The Alliance for Securing Democracy’s David Levine and the Carter Center’s Avery Davis-Roberts make the case that more nonpartisan observation is critical to ensuring the integrity of future elections and provide steps for improving nonpartisan observation, beginning with the 2022 midterms.

Introduction

Though the 2020 election was called the most secure ever conducted in the United States, confidence in the presidential election results remains strongly divided along partisan lines, and bad-faith actors continue to find fertile ground for their efforts to undermine trust in U.S. elections. Deficient and potentially dangerous post-election reviews of the 2020 election, like that in Arizona, have exposed sensitive information about election equipment and data. Leaks of election technology by rogue election administrators have made election infrastructure more vulnerable. Significant numbers of experienced election officials are resigning in response to violent threats.

These developments have coincided with many new state laws that make U.S. elections more vulnerable to potential autocratic interference and do not address proven election administration issues. As two eminent election experts — former Kentucky GOP Secretary of State Trey Grayson and Dr. Barry C. Burden of the Elections Research Center at the University of Wisconsin-Madison — noted, the Arizona Senate review of the 2020 election in Maricopa County used inexperienced, biased personnel and procedures that were not rooted in scientific principles nor justified in terms of convenience and security. As a result, its findings did little more than feed disinformation and conspiracy theories. And in Texas, the governor signed a law that targets local elections officials and poll workers with unwarranted penalties, needlessly empowers partisan poll watchers, and significantly reduces access to voting. Such actions have undoubtedly contributed to the United States being labeled a “backsliding democracy” for the first time. Despite the ongoing efforts by bad-faith actors to make sure the next attempt at U.S. election subversion succeeds, there are few indications that such efforts will be effectively countered anytime soon.

Given the barrage of threats to U.S. elections, more robust election observation efforts — particularly nonpartisan observation — could be critical to helping ensure the integrity of future elections, beginning with the 2022 midterms. Nonpartisan observation could provide an opportunity for the public to learn directly about the election process and give them greater faith that elections are free and fair.
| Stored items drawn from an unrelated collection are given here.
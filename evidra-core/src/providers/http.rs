//! HTTP evidence gateway client.
//!
//! Each instance fronts one provider kind. The gateway is queried with
//! `GET <endpoint>?q=<query>&count=<n>` and answers with a JSON array of
//! tagged `EvidenceRecord`s.

use super::EvidenceProvider;
use crate::config::EndpointConfig;
use crate::error::ProviderError;
use crate::research::sources::{EvidenceRecord, ProviderKind};
use async_trait::async_trait;
use reqwest::Client;
use std::time::Duration;
use tracing::{debug, warn};

pub struct HttpEvidenceProvider {
    kind: ProviderKind,
    client: Client,
    endpoint: url::Url,
    api_key: Option<String>,
}

impl HttpEvidenceProvider {
    /// Create a client for `kind` from its endpoint configuration.
    ///
    /// The HTTP client timeout is set slightly above the fetcher's own
    /// per-provider timeout so the fetcher's deadline always fires first.
    pub fn new(
        kind: ProviderKind,
        config: &EndpointConfig,
        timeout_ms: u64,
    ) -> Result<Self, ProviderError> {
        let endpoint = url::Url::parse(&config.endpoint).map_err(|e| ProviderError::Request {
            provider: kind,
            message: format!("invalid endpoint '{}': {e}", config.endpoint),
        })?;
        let api_key = config
            .api_key_env
            .as_ref()
            .and_then(|var| std::env::var(var).ok());

        let client = Client::builder()
            .timeout(Duration::from_millis(timeout_ms + 1_000))
            .build()
            .map_err(|e| ProviderError::Request {
                provider: kind,
                message: format!("failed to build HTTP client: {e}"),
            })?;

        Ok(Self {
            kind,
            client,
            endpoint,
            api_key,
        })
    }

    fn request_url(&self, query: &str, count: usize) -> url::Url {
        let mut url = self.endpoint.clone();
        url.query_pairs_mut()
            .append_pair("q", query)
            .append_pair("count", &count.to_string());
        url
    }
}

#[async_trait]
impl EvidenceProvider for HttpEvidenceProvider {
    fn kind(&self) -> ProviderKind {
        self.kind
    }

    async fn fetch(&self, query: &str, count: usize) -> Result<Vec<EvidenceRecord>, ProviderError> {
        let url = self.request_url(query, count);
        debug!(provider = %self.kind, url = %url, "Fetching evidence");

        let mut request = self.client.get(url);
        if let Some(key) = &self.api_key {
            request = request.bearer_auth(key);
        }

        let response = request.send().await.map_err(|e| ProviderError::Request {
            provider: self.kind,
            message: e.to_string(),
        })?;

        let status = response.status();
        if !status.is_success() {
            let body = response.text().await.unwrap_or_default();
            return Err(ProviderError::Request {
                provider: self.kind,
                message: format!("HTTP {status}: {body}"),
            });
        }

        let records: Vec<EvidenceRecord> =
            response
                .json()
                .await
                .map_err(|e| ProviderError::InvalidResponse {
                    provider: self.kind,
                    message: e.to_string(),
                })?;

        let total = records.len();
        let mut matching: Vec<EvidenceRecord> =
            records.into_iter().filter(|r| r.kind() == self.kind).collect();
        if matching.len() < total {
            warn!(
                provider = %self.kind,
                dropped = total - matching.len(),
                "Gateway returned records of a different provider shape"
            );
        }
        matching.truncate(count);
        Ok(matching)
    }
}
//! LLM and evidence provider implementations.
//!
//! Provides the `EvidenceProvider` trait consumed by the round fetcher along
//! with concrete implementations:
//! - `OpenAiCompatibleProvider` for the LLM text-generation primitive
//! - `HttpEvidenceProvider` for an HTTP evidence gateway, one per provider kind
//! - `MockEvidenceProvider` for tests and offline runs
//!
//! Use `create_llm_provider()` and `create_evidence_providers()` to build
//! them from configuration.

pub mod http;
pub mod mock;
pub mod openai_compat;

use crate::brain::{LlmProvider, MockLlmProvider};
use crate::config::{LlmConfig, ProvidersConfig};
use crate::error::{LlmError, ProviderError};
use crate::research::sources::{EvidenceRecord, ProviderKind};
use async_trait::async_trait;
use std::sync::Arc;

pub use http::HttpEvidenceProvider;
pub use mock::MockEvidenceProvider;
pub use openai_compat::OpenAiCompatibleProvider;

/// One external evidence source: given a query and a count, return records or fail.
///
/// Implementations must only return records whose shape matches `kind()`.
#[async_trait]
pub trait EvidenceProvider: Send + Sync {
    /// Which provider this adapter fronts.
    fn kind(&self) -> ProviderKind;

    /// Fetch up to `count` records for `query`.
    async fn fetch(&self, query: &str, count: usize) -> Result<Vec<EvidenceRecord>, ProviderError>;
}

/// Create the LLM provider named by `config.provider`.
///
/// `"mock"` yields a `MockLlmProvider` with no queued responses; every other
/// name is served by the OpenAI-compatible client.
pub fn create_llm_provider(config: &LlmConfig) -> Result<Arc<dyn LlmProvider>, LlmError> {
    match config.provider.as_str() {
        "mock" => Ok(Arc::new(MockLlmProvider::new())),
        "openai" | "openrouter" | "local" | "ollama" | "vllm" => {
            Ok(Arc::new(OpenAiCompatibleProvider::new(config)?))
        }
        other => Err(LlmError::ApiRequest {
            message: format!("Unsupported LLM provider: {other}"),
        }),
    }
}

/// Create one HTTP evidence provider per configured endpoint.
///
/// Providers without an endpoint are left out; the fetcher reports them as
/// failed for every round.
pub fn create_evidence_providers(
    config: &ProvidersConfig,
    timeout_ms: u64,
) -> Result<Vec<Arc<dyn EvidenceProvider>>, ProviderError> {
    let entries = [
        (ProviderKind::Web, &config.web),
        (ProviderKind::Journal, &config.journal),
        (ProviderKind::Preprint, &config.preprint),
        (ProviderKind::Trials, &config.trials),
    ];

    let mut providers: Vec<Arc<dyn EvidenceProvider>> = Vec::new();
    for (kind, endpoint) in entries {
        match endpoint {
            Some(endpoint) => {
                providers.push(Arc::new(HttpEvidenceProvider::new(kind, endpoint, timeout_ms)?));
            }
            None => tracing::warn!(provider = %kind, "No endpoint configured; provider disabled"),
        }
    }
    Ok(providers)
}
//! Stopping-condition evaluator.
//!
//! Deterministic policy over round number, cap, the current round, the round
//! history and the reflection. Rules are checked in order and the first that
//! fires decides:
//! 1. the round cap is reached
//! 2. the reflector recommends stopping
//! 3. evidence quality is high and no gaps remain
//! 4. the round produced no new sources
//! 5. new sources fell below the diminishing-returns ratio of the previous round

use serde::{Deserialize, Serialize};

use super::orchestrator::RoundResult;
use super::reflector::{EvidenceQuality, Reflection};

#[derive(Debug, Clone, PartialEq, Eq, Serialize, Deserialize)]
pub struct StoppingDecision {
    pub should_stop: bool,
    pub reason: String,
}

impl StoppingDecision {
    fn stop(reason: impl Into<String>) -> Self {
        Self {
            should_stop: true,
            reason: reason.into(),
        }
    }

    fn proceed(reason: impl Into<String>) -> Self {
        Self {
            should_stop: false,
            reason: reason.into(),
        }
    }
}

#[derive(Debug, Clone)]
pub struct StoppingEvaluator {
    diminishing_returns_ratio: f64,
}

impl StoppingEvaluator {
    /// `diminishing_returns_ratio` of 0 disables rule 5.
    pub fn new(diminishing_returns_ratio: f64) -> Self {
        Self {
            diminishing_returns_ratio: diminishing_returns_ratio.max(0.0),
        }
    }

    pub fn evaluate(
        &self,
        round: usize,
        cap: usize,
        current: &RoundResult,
        history: &[RoundResult],
        reflection: &Reflection,
    ) -> StoppingDecision {
        if round >= cap {
            return StoppingDecision::stop(format!("round cap of {cap} reached"));
        }
        if !reflection.should_continue {
            return StoppingDecision::stop(format!(
                "reflection recommends stopping: {}",
                reflection.reasoning
            ));
        }
        if reflection.evidence_quality == EvidenceQuality::High && !reflection.has_gaps() {
            return StoppingDecision::stop("evidence quality is high and no gaps remain");
        }
        if current.source_count == 0 {
            return StoppingDecision::stop(format!("round {round} found no new sources"));
        }

        let previous = history
            .iter()
            .rev()
            .find(|r| r.round_number < current.round_number);
        if let Some(previous) = previous
            && self.diminishing_returns_ratio > 0.0
            && previous.source_count > 0
        {
            let floor = previous.source_count as f64 * self.diminishing_returns_ratio;
            if (current.source_count as f64) < floor {
                return StoppingDecision::stop(format!(
                    "diminishing returns: {} new sources after {} in round {}",
                    current.source_count, previous.source_count, previous.round_number
                ));
            }
        }

        if reflection.has_gaps() {
            StoppingDecision::proceed(format!(
                "{} gap(s) identified",
                reflection.gaps_identified.len()
            ))
        } else {
            StoppingDecision::proceed("reflection requests more evidence")
        }
    }
}

impl Default for StoppingEvaluator {
    fn default() -> Self {
        Self::new(0.2)
    }
}
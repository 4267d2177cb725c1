//! Relevance ranker: scores every accumulated source 0–100 against the
//! original question.
//!
//! Sources are scored by the LLM in batches. Sources a batch leaves unscored
//! (or whole batches whose output cannot be parsed) get a lexical overlap
//! score instead. The ranker only reorders and truncates; it never adds
//! records.

use serde::{Deserialize, Serialize};
use std::collections::HashSet;
use std::sync::Arc;
use std::time::Instant;
use tracing::{debug, info, warn};

use super::sources::EvidenceRecord;
use crate::brain::{Brain, parse_json_response};
use crate::config::RankingConfig;
use crate::error::ResearchError;
use crate::sanitize::{escape_for_llm_prompt, word_tokens};
use crate::types::GenerationConfig;

const RANKER_SYSTEM_PROMPT: &str = "You grade how relevant medical sources are to a question. \
Answer with a single JSON object and nothing else.";

#[derive(Debug, Clone, PartialEq, Serialize, Deserialize)]
pub struct RankedSource {
    pub record: EvidenceRecord,
    /// 0–100.
    pub relevance_score: f64,
}

#[derive(Debug, Clone, PartialEq, Serialize, Deserialize)]
pub struct RankingResult {
    /// Sorted by score, highest first; at most `top_n` entries.
    pub ranked_sources: Vec<RankedSource>,
    pub top_sources: Vec<RankedSource>,
    pub average_relevance: f64,
    pub ranking_duration_ms: u64,
}

#[derive(Debug, Deserialize)]
struct ScoreEntry {
    index: usize,
    score: f64,
}

#[derive(Debug, Deserialize)]
struct ScoreBatch {
    scores: Vec<ScoreEntry>,
}

pub struct RelevanceRanker {
    brain: Arc<Brain>,
    config: RankingConfig,
}

impl RelevanceRanker {
    pub fn new(brain: Arc<Brain>, config: RankingConfig) -> Self {
        Self { brain, config }
    }

    /// Rank `sources` against `question`.
    pub async fn rank(
        &self,
        question: &str,
        sources: Vec<EvidenceRecord>,
    ) -> Result<RankingResult, ResearchError> {
        let started = Instant::now();
        let total = sources.len();
        let mut scores: Vec<Option<f64>> = vec![None; total];

        let batch_size = self.config.batch_size.max(1);
        for (batch_no, chunk) in sources.chunks(batch_size).enumerate() {
            let offset = batch_no * batch_size;
            let batch_scores = self.score_batch(question, chunk).await?;
            for (i, score) in batch_scores.into_iter().enumerate() {
                scores[offset + i] = score;
            }
        }

        let mut lexical_fallbacks = 0;
        let mut ranked: Vec<RankedSource> = sources
            .into_iter()
            .zip(scores)
            .map(|(record, score)| {
                let relevance_score = score.unwrap_or_else(|| {
                    lexical_fallbacks += 1;
                    lexical_relevance(question, &record)
                });
                RankedSource {
                    record,
                    relevance_score,
                }
            })
            .collect();

        // sort_by is stable: equal scores keep their accumulation order
        ranked.sort_by(|a, b| b.relevance_score.total_cmp(&a.relevance_score));
        ranked.truncate(self.config.top_n);

        let average_relevance = if ranked.is_empty() {
            0.0
        } else {
            ranked.iter().map(|r| r.relevance_score).sum::<f64>() / ranked.len() as f64
        };
        let top_sources = ranked.iter().take(self.config.top_k).cloned().collect();
        let ranking_duration_ms = started.elapsed().as_millis() as u64;

        info!(
            accumulated = total,
            ranked = ranked.len(),
            lexical_fallbacks,
            average_relevance,
            duration_ms = ranking_duration_ms,
            "Ranking complete"
        );

        Ok(RankingResult {
            ranked_sources: ranked,
            top_sources,
            average_relevance,
            ranking_duration_ms,
        })
    }

    /// Score one batch. Entries are `None` where the model gave no usable score.
    async fn score_batch(
        &self,
        question: &str,
        batch: &[EvidenceRecord],
    ) -> Result<Vec<Option<f64>>, ResearchError> {
        let mut prompt = format!(
            "Question: {}\n\nSources:\n",
            escape_for_llm_prompt(question, 2000)
        );
        for (i, record) in batch.iter().enumerate() {
            prompt.push_str(&format!(
                "[{i}] ({}) {}\n    {}\n",
                record.kind(),
                escape_for_llm_prompt(record.title(), 300),
                escape_for_llm_prompt(record.snippet(), self.config.snippet_chars),
            ));
        }
        prompt.push_str(
            "\nScore each source from 0 to 100 for relevance to the question. \
             Respond as JSON: {\"scores\": [{\"index\": 0, \"score\": 85}]}",
        );

        let response = self
            .brain
            .generate(
                &prompt,
                Some(RANKER_SYSTEM_PROMPT),
                GenerationConfig::new(self.config.temperature, 1024),
            )
            .await
            .map_err(ResearchError::Ranking)?;

        let mut scores = vec![None; batch.len()];
        match parse_json_response::<ScoreBatch>(&response) {
            Some(parsed) => {
                for entry in parsed.scores {
                    if entry.index < batch.len() && entry.score.is_finite() {
                        scores[entry.index] = Some(entry.score.clamp(0.0, 100.0));
                    } else {
                        debug!(index = entry.index, "Ignoring out-of-range score entry");
                    }
                }
            }
            None => warn!(batch_len = batch.len(), "Ranking output could not be parsed"),
        }
        Ok(scores)
    }
}

/// Share of the question's words found in the source title and snippet, scaled to 0–100.
pub fn lexical_relevance(question: &str, record: &EvidenceRecord) -> f64 {
    let question_terms: HashSet<String> = word_tokens(question, 3).into_iter().collect();
    if question_terms.is_empty() {
        return 0.0;
    }
    let doc_terms: HashSet<String> = word_tokens(&format!("{} {}", record.title(), record.snippet()), 3)
        .into_iter()
        .collect();
    let overlap = question_terms.intersection(&doc_terms).count();
    (overlap as f64 / question_terms.len() as f64 * 100.0).round()
}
It also could help check bad-faith actors actively seeking to undermine confidence in U.S. elections through improper actions or baseless assertions about election rigging and malfeasance. In addition, nonpartisan observation could provide important information to those on the front lines of elections as they strive to continuously improve their election processes.

There was broad agreement among domestic and international experts that while the election results were legitimate, there was not sufficient observation of the 2020 election, in part because of pandemic conditions. This short guide provides a roadmap for ways to help rectify this issue in a manner that can improve the integrity of future elections at a time when we face growing anti-democratic threats both inside and outside our country’s borders. In addition to defining nonpartisan observation, we outline several good practices that balance equal and robust observer access to election processes with the responsibilities of observers to provide accurate assessments of the election.